(Collected data)

=== Section Start ===

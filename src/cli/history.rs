//! History command - recorded overall scores for a project

use crate::cache::ScoreHistory;
use crate::scoring::grade_for_score;
use anyhow::{Context, Result};
use console::style;
use std::path::Path;

pub fn run(path: &Path, limit: usize, json: bool, clear: bool) -> Result<()> {
    let root = path
        .canonicalize()
        .with_context(|| format!("Path does not exist: {}", path.display()))?;
    let history = ScoreHistory::for_project(&root);

    if clear {
        if history.path().exists() {
            std::fs::remove_file(history.path())
                .with_context(|| format!("Failed to remove {}", history.path().display()))?;
        }
        println!("{} Score history cleared", style("✓").green());
        return Ok(());
    }

    let entries = history.entries();
    let shown = &entries[entries.len().saturating_sub(limit)..];

    if json {
        println!("{}", serde_json::to_string_pretty(shown)?);
        return Ok(());
    }

    if shown.is_empty() {
        println!("No runs recorded yet. Run `trinity validate` first.");
        return Ok(());
    }

    println!(
        "{}",
        style(format!(
            "{:<26} {:<11} {:>7} {:>5} {:>5} {:>5}  {}",
            "TIMESTAMP", "MODE", "OVERALL", "TEST", "IMPL", "DOCS", "VALID"
        ))
        .dim()
    );
    for entry in shown {
        let valid = if entry.valid {
            style("yes").green()
        } else {
            style("no").red()
        };
        println!(
            "{:<26} {:<11} {:>4} {:<2} {:>5} {:>5} {:>5}  {}",
            entry.timestamp.chars().take(25).collect::<String>(),
            entry.mode.as_str(),
            entry.overall,
            grade_for_score(entry.overall),
            entry.test,
            entry.implementation,
            entry.documentation,
            valid
        );
    }
    Ok(())
}
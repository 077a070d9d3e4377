//! JSON reporter
//!
//! Outputs the full result contract as pretty-printed JSON with camelCase
//! keys. Useful for CI gates, piping to jq, or further processing.

use crate::error::{TrinityError, TrinityResult};
use crate::models::TrinityValidationResult;

/// Render result as JSON
pub fn generate_json_report(result: &TrinityValidationResult) -> TrinityResult<String> {
    serde_json::to_string_pretty(result).map_err(|e| TrinityError::Serialize(e.to_string()))
}

/// Render result as compact JSON (single line)
pub fn render_compact(result: &TrinityValidationResult) -> TrinityResult<String> {
    serde_json::to_string(result).map_err(|e| TrinityError::Serialize(e.to_string()))
}

/// Read a saved JSON report back
pub fn parse_json_report(json: &str) -> TrinityResult<TrinityValidationResult> {
    serde_json::from_str(json).map_err(|e| TrinityError::JsonParse {
        path: "<report>".into(),
        message: e.to_string(),
    })
}

#[cfg(test)]
mod tests {
    use super::*;
    use crate::reporters::tests::test_result;

    #[test]
    fn test_json_contract_fields() {
        let json_str = generate_json_report(&test_result()).expect("render JSON");
        let parsed: serde_json::Value = serde_json::from_str(&json_str).expect("parse JSON");
        assert_eq!(parsed["valid"], false);
        assert_eq!(parsed["score"]["overall"], 90);
        assert_eq!(parsed["metadata"]["projectName"], "shop");
        assert_eq!(parsed["metadata"]["minTrinityScore"], 90);
        assert_eq!(parsed["errors"][0]["category"], "implementation");
        assert_eq!(parsed["synchronization"]["missingTests"][0], "src/foo.ts");
        assert_eq!(parsed["metadata"]["mode"], "all");
    }

    #[test]
    fn test_json_round_trip_keeps_gate_fields() {
        let original = test_result();
        let back = parse_json_report(&generate_json_report(&original).unwrap()).unwrap();
        assert_eq!(back.score, original.score);
        assert_eq!(back.valid, original.valid);
        assert_eq!(back.metadata.project_name, "shop");
        assert_eq!(back, original);
    }

    #[test]
    fn test_json_render_compact() {
        let json_str = render_compact(&test_result()).expect("render compact JSON");
        assert!(!json_str.contains('\n'));
        assert!(parse_json_report("{ nope").is_err());
    }
}
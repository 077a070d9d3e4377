//! Glob compilation and well-known file names

use crate::error::{TrinityError, TrinityResult};
use globset::{GlobBuilder, GlobSet, GlobSetBuilder};

/// Compile patterns into one set. `*` never crosses a `/`; use `**` for that.
pub fn compile_globset(patterns: &[String]) -> TrinityResult<GlobSet> {
    let mut builder = GlobSetBuilder::new();
    for pattern in patterns {
        let glob = GlobBuilder::new(pattern)
            .literal_separator(true)
            .build()
            .map_err(|e| TrinityError::Pattern {
                pattern: pattern.clone(),
                message: e.kind().to_string(),
            })?;
        builder.add(glob);
    }
    builder.build().map_err(|e| TrinityError::Pattern {
        pattern: patterns.join(", "),
        message: e.to_string(),
    })
}

const CONFIG_NAMES: &[&str] = &[
    "package.json",
    "package-lock.json",
    "pnpm-lock.yaml",
    "pnpm-workspace.yaml",
    "yarn.lock",
    "jsconfig.json",
    "Cargo.toml",
    "Cargo.lock",
    "pyproject.toml",
    "setup.cfg",
    "setup.py",
    "tox.ini",
    "pytest.ini",
    "Makefile",
    "Dockerfile",
    "trinity.toml",
    ".trinityrc.json",
    ".gitignore",
    ".editorconfig",
    ".nvmrc",
];

/// Manifests and tool configuration, judged by file name alone
pub fn is_config_file(name: &str) -> bool {
    if CONFIG_NAMES.contains(&name) {
        return true;
    }
    // tsconfig.json, tsconfig.build.json
    if name.starts_with("tsconfig") && name.ends_with(".json") {
        return true;
    }
    if name.starts_with("requirements") && name.ends_with(".txt") {
        return true;
    }
    // .eslintrc, .prettierrc.json, .babelrc.js
    if name.starts_with('.') {
        let stem = name.split('.').nth(1).unwrap_or("");
        if stem.ends_with("rc") {
            return true;
        }
    }
    // jest.config.js, vite.config.ts
    let parts: Vec<&str> = name.split('.').collect();
    parts.len() >= 3 && parts[parts.len() - 2] == "config"
}

#[cfg(test)]
mod tests {
    use super::*;

    #[test]
    fn test_star_does_not_cross_directories() {
        let set = compile_globset(&["src/*.ts".to_string()]).unwrap();
        assert!(set.is_match("src/app.ts"));
        assert!(!set.is_match("src/deep/app.ts"));

        let set = compile_globset(&["**/*.test.*".to_string()]).unwrap();
        assert!(set.is_match("foo.test.ts"));
        assert!(set.is_match("a/b/foo.test.ts"));
    }

    #[test]
    fn test_invalid_pattern_is_reported() {
        let err = compile_globset(&["src/[".to_string()]).unwrap_err();
        assert!(matches!(err, TrinityError::Pattern { ref pattern, .. } if pattern == "src/["));
    }

    #[test]
    fn test_config_names() {
        assert!(is_config_file("package.json"));
        assert!(is_config_file("tsconfig.build.json"));
        assert!(is_config_file(".eslintrc"));
        assert!(is_config_file(".prettierrc.json"));
        assert!(is_config_file("jest.config.js"));
        assert!(is_config_file("requirements-dev.txt"));
        assert!(!is_config_file("index.ts"));
        assert!(!is_config_file("README.md"));
        assert!(!is_config_file(".env"));
    }
}
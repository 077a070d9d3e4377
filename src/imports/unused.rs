//! "Possibly unused" import heuristic
//!
//! A binding counts as used when its name appears as a whole word anywhere
//! in the file once the import statement itself is blanked out. Comments
//! and strings count as uses, so this under-reports; results are advisory.

use super::{extract_import_refs, ImportKind};
use regex::Regex;

#[derive(Debug, Clone, PartialEq, Eq)]
pub struct UnusedImport {
    pub name: String,
    pub specifier: String,
    pub line: usize,
}

fn is_identifier(name: &str) -> bool {
    let mut chars = name.chars();
    matches!(chars.next(), Some(c) if c.is_alphabetic() || c == '_' || c == '$')
        && chars.all(|c| c.is_alphanumeric() || c == '_' || c == '$')
}

/// Local names introduced by a binding clause such as
/// `React, { useState as state, type Props }` or `* as ns`
pub fn binding_names(clause: &str) -> Vec<String> {
    let clause = clause.trim();
    let clause = clause.strip_prefix("type ").unwrap_or(clause).trim();
    let mut names = Vec::new();

    let (outside, inside) = match (clause.find('{'), clause.rfind('}')) {
        (Some(open), Some(close)) if open < close => (
            format!("{} {}", &clause[..open], &clause[close + 1..]),
            Some(&clause[open + 1..close]),
        ),
        _ => (clause.to_string(), None),
    };

    for part in outside.split(',') {
        let part = part.trim();
        if part.is_empty() {
            continue;
        }
        let name = match part.strip_prefix('*') {
            Some(rest) => rest.trim().strip_prefix("as").map(str::trim).unwrap_or(""),
            None => part,
        };
        if is_identifier(name) {
            names.push(name.to_string());
        }
    }

    if let Some(inside) = inside {
        for entry in inside.split(',') {
            let entry = entry.trim();
            let entry = entry.strip_prefix("type ").unwrap_or(entry).trim();
            let local = match entry.split_once(" as ") {
                Some((_, alias)) => alias.trim(),
                None => entry,
            };
            if is_identifier(local) {
                names.push(local.to_string());
            }
        }
    }
    names
}

/// Named, default and namespace bindings never referenced outside their
/// own import statement
pub fn find_unused_imports(content: &str) -> Vec<UnusedImport> {
    let refs = extract_import_refs(content);
    let mut unused = Vec::new();

    for import in refs.iter().filter(|r| r.kind == ImportKind::Named) {
        let Some(clause) = &import.bindings else {
            continue;
        };
        let (start, end) = import.span;
        let mut rest = String::with_capacity(content.len());
        rest.push_str(&content[..start]);
        rest.push_str(&content[end..]);

        for name in binding_names(clause) {
            // `\b` never matches beside `$`, so identifier edges are spelled out
            let pattern = format!(r"(?:^|[^\w$]){}(?:[^\w$]|$)", regex::escape(&name));
            let Ok(word) = Regex::new(&pattern) else {
                continue;
            };
            if !word.is_match(&rest) {
                unused.push(UnusedImport {
                    name,
                    specifier: import.specifier.clone(),
                    line: import.line,
                });
            }
        }
    }
    unused
}
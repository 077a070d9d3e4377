//! Config command - show, check and edit trinity.toml

use super::ConfigAction;
use crate::config::{ConfigManager, TEMPLATES};
use anyhow::{Context, Result};
use console::style;
use serde_json::{Map, Value};
use std::path::Path;

pub fn run(path: &Path, action: ConfigAction) -> Result<()> {
    match action {
        ConfigAction::Show => show(path),
        ConfigAction::Validate => check(path),
        ConfigAction::Set { key, value } => set(path, &key, &value),
        ConfigAction::Templates => {
            for (name, description) in TEMPLATES {
                println!("  {:<10} {}", style(name).cyan(), description);
            }
            Ok(())
        }
    }
}

fn show(path: &Path) -> Result<()> {
    let manager = ConfigManager::load(path);
    match (manager.source(), manager.load_error()) {
        (_, Some(error)) => eprintln!(
            "{} Config could not be loaded, showing defaults: {}",
            style("!").yellow(),
            error
        ),
        (Some(source), None) => eprintln!("# Loaded from {}", source.display()),
        (None, None) => eprintln!("# No trinity.toml found, showing defaults"),
    }
    print!("{}", manager.to_toml()?);
    Ok(())
}

fn check(path: &Path) -> Result<()> {
    let manager = ConfigManager::load(path);
    if let Some(error) = manager.load_error() {
        anyhow::bail!("Config could not be loaded: {}", error);
    }
    let validation = manager.validate_config();
    if validation.valid {
        println!("{} Configuration is valid", style("✓").green());
        return Ok(());
    }
    for error in &validation.errors {
        println!("  {} {}", style("✗").red(), error);
    }
    anyhow::bail!("{} configuration problem(s)", validation.errors.len())
}

/// `a.b.c` + value -> `{"a": {"b": {"c": value}}}`
fn nested_value(key: &str, value: Value) -> Result<Value> {
    let parts: Vec<&str> = key.split('.').collect();
    if parts.iter().any(|p| p.trim().is_empty()) {
        anyhow::bail!("Invalid config key '{}'", key);
    }
    Ok(parts.iter().rev().fold(value, |inner, part| {
        let mut map = Map::new();
        map.insert(part.trim().to_string(), inner);
        Value::Object(map)
    }))
}

/// JSON literals (numbers, booleans, arrays) when they parse, else a string
fn parse_value(raw: &str) -> Value {
    serde_json::from_str(raw).unwrap_or_else(|_| Value::String(raw.to_string()))
}

fn set(path: &Path, key: &str, raw: &str) -> Result<()> {
    let mut manager = ConfigManager::load(path);
    if let Some(error) = manager.load_error() {
        anyhow::bail!("Refusing to overwrite a config that could not be loaded: {}", error);
    }

    let partial = nested_value(key, parse_value(raw))?;
    manager
        .update_config(partial)
        .with_context(|| format!("Cannot set {} = {}", key, raw))?;

    let validation = manager.validate_config();
    if !validation.valid {
        anyhow::bail!("Resulting config is invalid: {}", validation.errors.join("; "));
    }

    let saved = manager.save()?;
    println!(
        "{} Set {} = {} in {}",
        style("✓").green(),
        style(key).cyan(),
        raw,
        saved.display()
    );
    Ok(())
}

=== Section End ===

§ Task to complete
When you reach the line containing "assert_eq!(back.score, original.score);" in the data above, start copying exactly, and stop after the line containing "let glob = GlobBuilder::new(pattern)".

§ Written answer
        assert_eq!(back.score, original.score);
        assert_eq!(back.valid, original.valid);
        assert_eq!(back.metadata.project_name, "shop");
        assert_eq!(back, original);
    }

    #[test]
    fn test_json_render_compact() {
        let json_str = render_compact(&test_result()).expect("render compact JSON");
        assert!(!json_str.contains('\n'));
        assert!(parse_json_report("{ nope").is_err());
    }
}
repository 077a070d9d3e4377
//! Glob compilation and well-known file names

use crate::error::{TrinityError, TrinityResult};
use globset::{GlobBuilder, GlobSet, GlobSetBuilder};

/// Compile patterns into one set. `*` never crosses a `/`; use `**` for that.
pub fn compile_globset(patterns: &[String]) -> TrinityResult<GlobSet> {
    let mut builder = GlobSetBuilder::new();
    for pattern in patterns {
        let glob = GlobBuilder::new(pattern)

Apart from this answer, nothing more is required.